Cândido Grzybowski
Neste mês dos trabalhadores, é bom celebrar os bons indicadores de emprego do Brasil, já que os países centrais da globalização capitalista estão em crise. Em particular, merece registro o salto significativo do percentual de empregos com carteira assinada. Nunca é demais lembrar que cidadania no Brasil para valer ainda está associada aos direitos que a carteira de trabalho assegura. Continua, no entanto, enorme o contingente dos que trabalham, e muito, mas estão excluídos dos direitos de trabalho porque são considerados informais. De um ponto de vista da cidadania, estamos diante de brasileiros e brasileiras tratados como de segunda categoria, pois não consideramos legítima a maior parte da economia informal e somos incapazes de definir direitos legais para essas atividades econômicas tão presentes na nossa vida. Até quando vamos conviver com esta dualidade estrutural, limitante da democracia?
Há outras situações ligadas ao trabalho que merecem análise e reflexão. Destaco aqui as grandes obras de engenharia pelo Brasil afora, onde a cidadania de ser trabalhador e trabalhadora está em xeque: hidrelétricas de Jirau e Santo Antônio, no Rio Madeira, em Rondônia; de Belo Monte, no Xingu, Pará; os grandes estádios para a Copa do Mundo de 2014, em quase metade das capitais, com destaque para o Maracanã, aqui no Rio; a implantação do Comperj, em Itaboraí, Região Metropolitana do Rio de Janeiro.
Aliás, o Rio tem megaprojetos em densidade, como o Porto Maravilha, o Anel Viário, as obras de infraestrutura para os Jogos Olímpicos de 2016, a siderúrgica TK-CSA, em Itaguaí, e todos os investimentos por conta do pré-sal.
Essas obras todas são parte do desenvolvimentismo ressurgido entre nós sob o nome de PAC, Programa de Aceleração do Crescimento.
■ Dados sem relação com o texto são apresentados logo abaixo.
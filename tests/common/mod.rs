//! Shared test doubles and fixtures for the fixazurerm test suite.
//!
//! # Usage
//!
//! ```rust,ignore
//! mod common;
//! use common::*;
//! ```

#![allow(dead_code)]

use std::collections::{HashMap, HashSet};
use std::sync::atomic::{AtomicUsize, Ordering};
use std::sync::Arc;
use std::time::Duration;

use async_trait::async_trait;
use parking_lot::Mutex;

use fixazurerm::client::{
    AuthError, ClientFactory, ProviderRegistrar, RegistrationResponse, TransportError,
};
use fixazurerm::config::ProviderConfig;
use fixazurerm::credentials::CredentialSet;

// ============================================================================
// Registrar double
// ============================================================================

/// Registrar that records every call and fails the namespaces it is told to.
#[derive(Default)]
pub struct RecordingRegistrar {
    calls: Mutex<HashMap<String, usize>>,
    total: AtomicUsize,
    reject: HashSet<String>,
    unreachable: HashSet<String>,
    already_registered: HashSet<String>,
    delay: Option<Duration>,
}

impl RecordingRegistrar {
    pub fn new() -> Self {
        Self::default()
    }

    /// Answer `namespace` with a 403 rejection.
    pub fn rejecting(mut self, namespace: &str) -> Self {
        self.reject.insert(namespace.to_string());
        self
    }

    /// Fail `namespace` with a transport error.
    pub fn unreachable(mut self, namespace: &str) -> Self {
        self.unreachable.insert(namespace.to_string());
        self
    }

    /// Answer `namespace` as already registered.
    pub fn already_registered(mut self, namespace: &str) -> Self {
        self.already_registered.insert(namespace.to_string());
        self
    }

    /// Sleep before answering each call.
    pub fn with_delay(mut self, delay: Duration) -> Self {
        self.delay = Some(delay);
        self
    }

    pub fn into_arc(self) -> Arc<Self> {
        Arc::new(self)
    }

    /// Number of register calls for `namespace`.
    pub fn calls_for(&self, namespace: &str) -> usize {
        self.calls.lock().get(namespace).copied().unwrap_or(0)
    }

    /// Number of register calls across all namespaces.
    pub fn total_calls(&self) -> usize {
        self.total.load(Ordering::SeqCst)
    }
}

#[async_trait]
impl ProviderRegistrar for RecordingRegistrar {
    async fn register_provider(
        &self,
        namespace: &str,
    ) -> Result<RegistrationResponse, TransportError> {
        *self.calls.lock().entry(namespace.to_string()).or_insert(0) += 1;
        self.total.fetch_add(1, Ordering::SeqCst);

        if let Some(delay) = self.delay {
            tokio::time::sleep(delay).await;
        }

        if self.unreachable.contains(namespace) {
            return Err(TransportError("connection reset by peer".to_string()));
        }
        if self.reject.contains(namespace) {
            return Ok(RegistrationResponse::Rejected {
                status: Some(403),
                message: Some("AuthorizationFailed".to_string()),
            });
        }
        if self.already_registered.contains(namespace) {
            return Ok(RegistrationResponse::AlreadyRegistered);
        }
        Ok(RegistrationResponse::Registered)
    }
}

/// Lets an `Arc<RecordingRegistrar>` be handed out by a factory while the
/// test keeps its own handle for assertions.
pub struct SharedRegistrar(pub Arc<RecordingRegistrar>);

impl std::fmt::Debug for SharedRegistrar {
    fn fmt(&self, f: &mut std::fmt::Formatter<'_>) -> std::fmt::Result {
        f.debug_tuple("SharedRegistrar")
            .field(&self.0.total_calls())
            .finish()
    }
}

#[async_trait]
impl ProviderRegistrar for SharedRegistrar {
    async fn register_provider(
        &self,
        namespace: &str,
    ) -> Result<RegistrationResponse, TransportError> {
        self.0.register_provider(namespace).await
    }
}

// ============================================================================
// Factory double
// ============================================================================

/// Factory that counts builds and hands out a shared recording registrar.
pub struct RecordingFactory {
    registrar: Arc<RecordingRegistrar>,
    builds: Arc<AtomicUsize>,
    error: Option<AuthError>,
}

impl RecordingFactory {
    pub fn new(registrar: Arc<RecordingRegistrar>) -> Self {
        Self {
            registrar,
            builds: Arc::new(AtomicUsize::new(0)),
            error: None,
        }
    }

    /// Fail every build with `error`.
    pub fn failing(error: AuthError) -> Self {
        Self {
            error: Some(error),
            ..Self::new(RecordingRegistrar::new().into_arc())
        }
    }

    /// Shared build counter that stays readable after the factory is moved.
    pub fn build_counter(&self) -> Arc<AtomicUsize> {
        Arc::clone(&self.builds)
    }
}

#[async_trait]
impl ClientFactory for RecordingFactory {
    type Client = SharedRegistrar;

    async fn build_client(&self, _credentials: &CredentialSet) -> Result<SharedRegistrar, AuthError> {
        self.builds.fetch_add(1, Ordering::SeqCst);
        match &self.error {
            Some(error) => Err(error.clone()),
            None => Ok(SharedRegistrar(Arc::clone(&self.registrar))),
        }
    }
}

// ============================================================================
// Fixtures
// ============================================================================

/// A configuration with all four required credentials present.
pub fn valid_config() -> ProviderConfig {
    config_with("sub-0001", "client-0001", "secret-0001", "tenant-0001")
}

pub fn config_with(subscription: &str, client: &str, secret: &str, tenant: &str) -> ProviderConfig {
    ProviderConfig {
        subscription_id: subscription.to_string(),
        client_id: client.to_string(),
        client_secret: secret.to_string(),
        tenant_id: tenant.to_string(),
        ..Default::default()
    }
}
//! # fixazurerm - Azure Resource Manager provider bootstrap
//!
//! fixazurerm is the configuration stage of an Azure Resource Manager
//! infrastructure provider. Before any resource handler runs, the host
//! configures the provider once with a service principal. This crate turns
//! that configuration into a ready-to-use client:
//!
//! - **Validation**: every missing credential is reported at once, before any
//!   network traffic
//! - **Authentication**: the service principal is exchanged for a bearer token
//! - **Registration**: the standard resource provider namespaces are
//!   registered with the subscription, concurrently and at most once per
//!   process
//! - **Resource locks**: handlers that touch a shared cloud object serialize
//!   on its ID through a process-wide keyed lock registry
//!
//! ## Architecture Overview
//!
//! ```text
//! ┌─────────────────────────────────────────────────────────────────────┐
//! │                     ProviderConfig (TOML + ARM_*)                    │
//! └─────────────────────────────────────────────────────────────────────┘
//!                                    │
//!                                    ▼
//! ┌─────────────────────────────────────────────────────────────────────┐
//! │                 validate(CredentialSet) -> violations                │
//! └─────────────────────────────────────────────────────────────────────┘
//!                                    │
//!                                    ▼
//! ┌─────────────────────────────────────────────────────────────────────┐
//! │            ClientFactory::build_client (token exchange)              │
//! └─────────────────────────────────────────────────────────────────────┘
//!                                    │
//!                                    ▼
//! ┌─────────────────────────────────────────────────────────────────────┐
//! │        RegistrationCoordinator (one concurrent pass per process)     │
//! └─────────────────────────────────────────────────────────────────────┘
//!                                    │
//!                                    ▼
//! ┌─────────────────────────────────────────────────────────────────────┐
//! │         ConfiguredProvider { client, ResourceMutexRegistry }         │
//! └─────────────────────────────────────────────────────────────────────┘
//! ```
//!
//! ## Quick Example
//!
//! ```rust,ignore
//! use fixazurerm::prelude::*;
//!
//! #[tokio::main]
//! async fn main() -> Result<()> {
//!     let config = ProviderConfig::load(None)?;
//!     let provider = fixazurerm::provider::configure(&config).await?;
//!
//!     let _guard = provider.locks().lock("/subscriptions/s/.../vnet-1").await;
//!     // read-modify-write the virtual network
//!     Ok(())
//! }
//! ```

#![warn(clippy::all)]
#![warn(clippy::pedantic)]
#![allow(clippy::module_name_repetitions)]

pub mod prelude {
    //! Convenient re-exports of commonly used types and traits.

    // Error handling
    pub use crate::error::{Error, Result};

    // Credentials and configuration
    pub use crate::config::{EndpointConfig, ProviderConfig};
    pub use crate::credentials::{CredentialSet, SensitiveString};
    pub use crate::validate::{validate, ValidationResult};

    // Clients
    pub use crate::client::{
        ArmClient, ArmClientFactory, AuthError, ClientFactory, ProviderRegistrar,
        RegistrationResponse,
    };

    // Registration
    pub use crate::registration::{
        RegistrationCatalog, RegistrationCoordinator, RegistrationError, RegistrationOutcome,
    };

    // Bootstrap
    pub use crate::locks::{ResourceLockGuard, ResourceMutexRegistry};
    pub use crate::provider::{Bootstrap, ConfiguredProvider};
}

// ============================================================================
// Core Modules
// ============================================================================

/// Error types and result aliases.
///
/// The main [`Error`](error::Error) enum separates local configuration
/// problems from authentication and registration failures, and maps each to
/// a process exit code.
pub mod error;

/// Credential set and secret redaction.
pub mod credentials;

/// Credential validation that reports every violation at once.
pub mod validate;

/// Provider configuration loaded from TOML and `ARM_*` environment variables.
pub mod config;

// ============================================================================
// Azure Resource Manager
// ============================================================================

/// Authenticated management client and the seams used to build it.
///
/// Contains the [`ProviderRegistrar`](client::ProviderRegistrar) and
/// [`ClientFactory`](client::ClientFactory) traits together with the reqwest
/// backed implementations that talk to Azure.
pub mod client;

/// Resource provider registration.
///
/// The [`RegistrationCoordinator`](registration::RegistrationCoordinator)
/// registers every namespace in the catalog concurrently, at most once per
/// process, and shares the outcome with every caller.
pub mod registration;

/// Keyed locks shared by resource handlers.
pub mod locks;

/// Location and name normalization.
pub mod location;

/// The configure pipeline tying validation, authentication and registration
/// together.
pub mod provider;

// ============================================================================
// Observability
// ============================================================================

/// Structured logging setup built on `tracing-subscriber`.
pub mod logging;

// ============================================================================
// Version Information
// ============================================================================

/// Returns the current version of fixazurerm.
pub fn version() -> &'static str {
    env!("CARGO_PKG_VERSION")
}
Não se trata de mudar substancialmente, mas de crescer e aproveitar-se do momento do “Brasil emergente”, num mundo capitalista de desenfreada competição entre conglomerados e países, onde uns sobem enquanto outros vão para o brejo.
A diferença de agora com períodos anteriores de grande crescimento do Brasil, como nos anos 1950 e 70, é que desta vez a justificativa é crescer para ter justiça social. Não cabe nesta curta reflexão discutir a insustentabilidade estrutural dessa justificativa, pois capitalismo só cresce concentrando riquezas, com exclusão e destruindo os bens comuns da vida.
Gostaria de destacar as grandes obras de um ponto de vista elementar: o dos direitos de cidadania. As grandes obras, alvos de grande atenção e publicidade da grande mídia, são na realidade canteiros com grande concentração de trabalhadores, que quase nunca têm destaque, que são o lado obscuro da obra.
Os canteiros são, por definição, temporários. Lá, o trabalho também é temporário, dura enquanto durar a obra. Eles não criam organizações econômicas duráveis e nem deixam boas lembranças por onde passam. São altamente invasivos e agressivos, ecológica e socialmente.
Ultimamente, por força do impacto evidente que causa uma paralisação de até 15 mil trabalhadores, sem aviso prévio, ficamos sabendo que existem tensões e problemas em megainvestimentos e nos projetos do PAC. De repente, descobrimos que para construir uma grande obra muita gente é mobilizada como mão de obra, e muitos mais são afetados, a população local.
Os moradores nem consultados são. Eles simplesmente devem se curvar diante do grande projeto e do grande investimento, das promessas de cidadania, sem garantia alguma, porém. Exemplos disso não faltam.
Os trabalhadores chegam em grande número de todas as partes do Brasil. A fome de trabalho é tanta que, mesmo o Comperj, no Grande Rio, atrai gente do Nordeste, do Norte, do Centro-oeste e do Sul. São trabalhadores que, no geral, migram temporariamente e deixam as suas famílias na região de origem.
As insurgências nas obras são no geral greves sem um comando definido, movimentos gestados na convivência dos canteiros, reveladores da cidadania ainda precária. É fácil prometer e não cumprir, pois o cronograma da obra está a favor da empreiteira, e seu lucro acima de qualquer suspeita. Fora dos seus territórios, onde são reconhecidos como gente, os trabalhadores ficam mais vulneráveis à exploração.
Lamentavelmente, esse lado de baixo da nossa estrutura não é prioridade. Essa é, sem dúvida, uma grande questão para um Brasil que ser quer cidadão, social, justo, democrático e sustentável.